Risperidone is an antipsychotic traditionally used to treat schizophrenia in adults. The FDA approved Risperidone to treat irritability in children with autism in October 2006. However, the drug was prescribed “off label“ to children with autism prior to the FDA approval. Several lawsuits were filed against the company because children developed gynecomastia or male breast enlargement after taking Risperidone.
Austin Pledger sued Janssen after growing size 44DD breasts. He asserted that the breast growth resulted from taking Risperdal for autism symptoms as a child. He claimed Janssen did not warn him adequately of this side effect. Earlier this year a jury awarded Pledger $2.5 million in damages. Despite the jury’s award, Janssen’s representative Robyn Reed Frenze stated Janssen did adequately warn Pledger. She said Pledger’s “quality of life was significantly improved during the time he was taking Risperdal.”

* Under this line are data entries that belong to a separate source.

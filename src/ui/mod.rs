//! GUI module for the tic-tac-toe game
//!
//! This module provides a native Rust GUI using egui/eframe.

mod app;
mod board_view;
mod theme;

pub use app::TicTacToeApp;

During this lawsuit, Pledger’s attorneys uncovered two tables of research data showing a direct link between Risperidone and gynecomastia. In a related case, Ivo Caers, a VP of Neuroscience Development at Janssen Research & Development, testified that Janssen did not give these two tables or related safety information to the FDA.

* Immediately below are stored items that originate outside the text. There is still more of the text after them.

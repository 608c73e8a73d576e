//! Two-player tic-tac-toe with an egui grid interface
//!
//! The game logic is a small state machine: a fixed 3x3 board, win and
//! draw detection over the 8 possible lines, and turn switching. The GUI
//! is a thin view that calls [`game::GameState::apply_move`] on cell
//! clicks and re-renders from the state each frame.
//!
//! # Architecture
//!
//! - [`board`]: board representation (`Board`, `Cell`, `Player`, `Pos`)
//! - [`rules`]: win and draw detection
//! - [`game`]: the `GameState` aggregate and its transitions
//! - [`ui`]: egui/eframe presentation layer
//!
//! # Quick Start
//!
//! ```
//! use tictactoe::{GameState, GameStatus, Player, Pos};
//!
//! let mut game = GameState::new();
//! game.apply_move(Pos::new(0, 0)); // X
//! game.apply_move(Pos::new(1, 1)); // O
//! assert_eq!(game.status, GameStatus::InProgress);
//! assert_eq!(game.current_player, Player::X);
//! ```

pub mod board;
pub mod game;
pub mod rules;
pub mod ui;

// Re-export commonly used types for convenience
pub use board::{Board, Cell, Player, Pos, BOARD_SIZE};
pub use game::{GameState, GameStatus};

In his expert report, former FDA commissioner, David Kessler, says that Johnson & Johnson knew as early as November 2000 that “the risk of gynecomastia was significantly higher than the rate it reported. …” Kessler states that the ultimate responsibility for a drug’s safety rests with the manufacturer and not the FDA. Janssen was required to correct Risperidone’s labeling as soon as it knew the risk of gynecomastia was higher than reflected on the drug’s label, according to Kessler.
Kessler accuses Janssen of misleading doctors and the scientific community by “failing to include the fact that there was a statistically significant increase in the number of patients who had both prolactin levels above the upper limit of normal” in a published article “Prolactin levels during long-term risperidone treatment in children and adolescents.”
In 2013, Johnson & Johnson agreed to pay $ 2.2 billion to resolve civil and criminal complaints against it arising from Risperidone and other drugs. The complaints, filed by the FDA and others, accused Johnson & Johnson of promoting Risperidone for unapproved uses, “making false and misleading statements about the safety and efficacy of Risperdal and paying kickbacks to physicians to prescribe Risperdal.”